My father, a town judge, and mother, both were one of the first recruits in Lt. Ramsey’s underground guerilla movement. One day, my parents asked me to clear my bedroom to accommodate a very important guest. Reluctant to give up my room, my parents shared a family secret with me. Our “guest” was an American Officer named Lt. Edwin Ramsey hiding from the Japanese.
I remember him as a 26 year old, tall, lean – barely 100 pounds – officer. I was more thrilled than scared to have an American soldier stay in my bedroom and live with my family for a few months.
Lt. Ramsey had a favorite dessert called leche flan and I remember him finishing a plateful. I reminded him a few years ago about this and he said (QUOTE) “I was afraid I might go hungry again.”
Lt. Ramsey made many sacrifices, risked his life to help liberate the Philippines. He helped strengthen the guerilla movement by recruiting members. Our house was a busy place at night. I called Lt. Ramsey’s routine “he walks by night and sleeps by day.”
The Pangasinan-Tariac Military District formed part of his organization, known as ECLGA (East Central Luzon Guerilla Area). This comprised of 8 provinces and included the Capital City of Manila. Altogether, he recruited about 40,000 men.
One day, a messenger came running into our house to warn us about some Japanese soldiers dropping by a store two houses away from us. Lt. Ramsey was escorted hastily to the backyard nipa hut.
I recall a time when the women folk held a social gathering at the town square to divert the Japanese soldiers attention of an important meeting at our backyard that night. There, they would also huddle close to a small radio and listen to news and instructions from Australia or from submarines plying the Philippine waters.

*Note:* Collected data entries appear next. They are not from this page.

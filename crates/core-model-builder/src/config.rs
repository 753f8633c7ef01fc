// Copyright Exograph, Inc. All rights reserved.
//
// Use of this software is governed by the Business Source License
// included in the LICENSE file at the root of this repository.
//
// As of the Change Date specified in that file, in accordance with
// the Business Source License, use of this software will be governed
// by the Apache License, Version 2.0.

use ingraph_core_model::type_algebra::GraphType;

/// What to do when two resolvers of one operation compute the same
/// fingerprint.
#[derive(Debug, Clone, Copy, PartialEq, Eq, Default)]
pub enum FingerprintCollisionPolicy {
    /// Ambiguous dispatch is rejected at build time.
    #[default]
    Reject,
    /// The later registration replaces the earlier one (logged).
    LastWins,
}

/// Immutable build configuration, constructed once before assembly starts.
#[derive(Debug, Clone, Default)]
pub struct BuildConfig {
    pub collision_policy: FingerprintCollisionPolicy,
    /// Return type used when resolvers of one operation share no ancestor
    /// besides the universal roots. Without it, such a grouping is an error.
    pub fallback_type: Option<GraphType>,
}

impl BuildConfig {
    pub fn builder() -> BuildConfigBuilder {
        BuildConfigBuilder::default()
    }
}

#[derive(Debug, Default)]
pub struct BuildConfigBuilder {
    collision_policy: FingerprintCollisionPolicy,
    fallback_type: Option<GraphType>,
}

impl BuildConfigBuilder {
    pub fn collision_policy(mut self, policy: FingerprintCollisionPolicy) -> Self {
        self.collision_policy = policy;
        self
    }

    pub fn fallback_type(mut self, fallback: GraphType) -> Self {
        self.fallback_type = Some(fallback);
        self
    }

    pub fn build(self) -> BuildConfig {
        BuildConfig {
            collision_policy: self.collision_policy,
            fallback_type: self.fallback_type,
        }
    }
}
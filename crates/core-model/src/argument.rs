// Copyright Exograph, Inc. All rights reserved.
//
// Use of this software is governed by the Business Source License
// included in the LICENSE file at the root of this repository.
//
// As of the Change Date specified in that file, in accordance with
// the Business Source License, use of this software will be governed
// by the Apache License, Version 2.0.

use serde::{Deserialize, Serialize};

use crate::type_algebra::GraphType;
use crate::value::Val;

/// A default value is always present as a value: "not set" and "explicitly
/// null" are distinct states.
#[derive(Debug, Clone, PartialEq, Serialize, Deserialize, Default)]
pub enum DefaultValue {
    #[default]
    Unset,
    Null,
    Value(Val),
}

impl DefaultValue {
    pub fn is_set(&self) -> bool {
        !matches!(self, DefaultValue::Unset)
    }

    /// The concrete value to inject when the client supplies nothing.
    pub fn to_val(&self) -> Option<Val> {
        match self {
            DefaultValue::Unset => None,
            DefaultValue::Null => Some(Val::Null),
            DefaultValue::Value(val) => Some(val.clone()),
        }
    }
}

/// One named input parameter of one resolver.
#[derive(Debug, Clone, Serialize, Deserialize)]
pub struct OperationArgument {
    pub name: String,
    pub typ: GraphType,
    pub description: Option<String>,
    pub default_value: DefaultValue,
    /// Bound to ambient request context, never client-supplied.
    pub context: bool,
    /// Bound to the parent operation's result (nested operations).
    pub resolver_source: bool,
    /// Exposed to clients at all (false for injected-only parameters).
    pub mappable: bool,
    /// Identity (primary key) lookup argument.
    pub identity: bool,
    /// Connection/pagination-style request argument.
    pub paging: bool,
}

impl OperationArgument {
    pub fn new(name: impl Into<String>, typ: GraphType) -> Self {
        let name = name.into();
        debug_assert!(!name.is_empty());
        Self {
            name,
            typ,
            description: None,
            default_value: DefaultValue::Unset,
            context: false,
            resolver_source: false,
            mappable: true,
            identity: false,
            paging: false,
        }
    }

    pub fn description(mut self, description: impl Into<String>) -> Self {
        self.description = Some(description.into());
        self
    }

    pub fn default_value(mut self, default_value: DefaultValue) -> Self {
        self.default_value = default_value;
        self
    }

    pub fn context(mut self) -> Self {
        self.context = true;
        self
    }

    pub fn resolver_source(mut self) -> Self {
        self.resolver_source = true;
        self
    }

    pub fn unmappable(mut self) -> Self {
        self.mappable = false;
        self
    }

    pub fn identity(mut self) -> Self {
        self.identity = true;
        self
    }

    pub fn paging(mut self) -> Self {
        self.paging = true;
        self
    }

    /// Whether the argument participates in dispatch fingerprints: context
    /// and paging arguments never do, nor do injected-only parameters.
    pub fn fingerprint_relevant(&self) -> bool {
        self.mappable && !self.context && !self.paging
    }
}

After the war, our family would see Col. Ed when he visited the Philippines. In 1964, he and his family came to our house in San Carlos, Pangasinan, where a grand reunion of the ECGLA officers and members was held. He asked to visit the nipa hut in our backyard where he inducted recruits and conducted meetings.
I met his lovely wife Raqui in 1982. We lost contact for about 20 years but had a very touching and memorable reunion in 2006 at the Philippine Scouts Heritage Society event in San Francisco.
I am very honored and delighted my friendship with Col. Ed has endured for 70 years. My family will always remember the young 26-year-old American – a legendary hero to me and my family, a hero to many Filipinos who was instrumental to our liberation.
Let us celebrate his life today and thank him for all the sacrifices he has made for the freedom we now enjoy.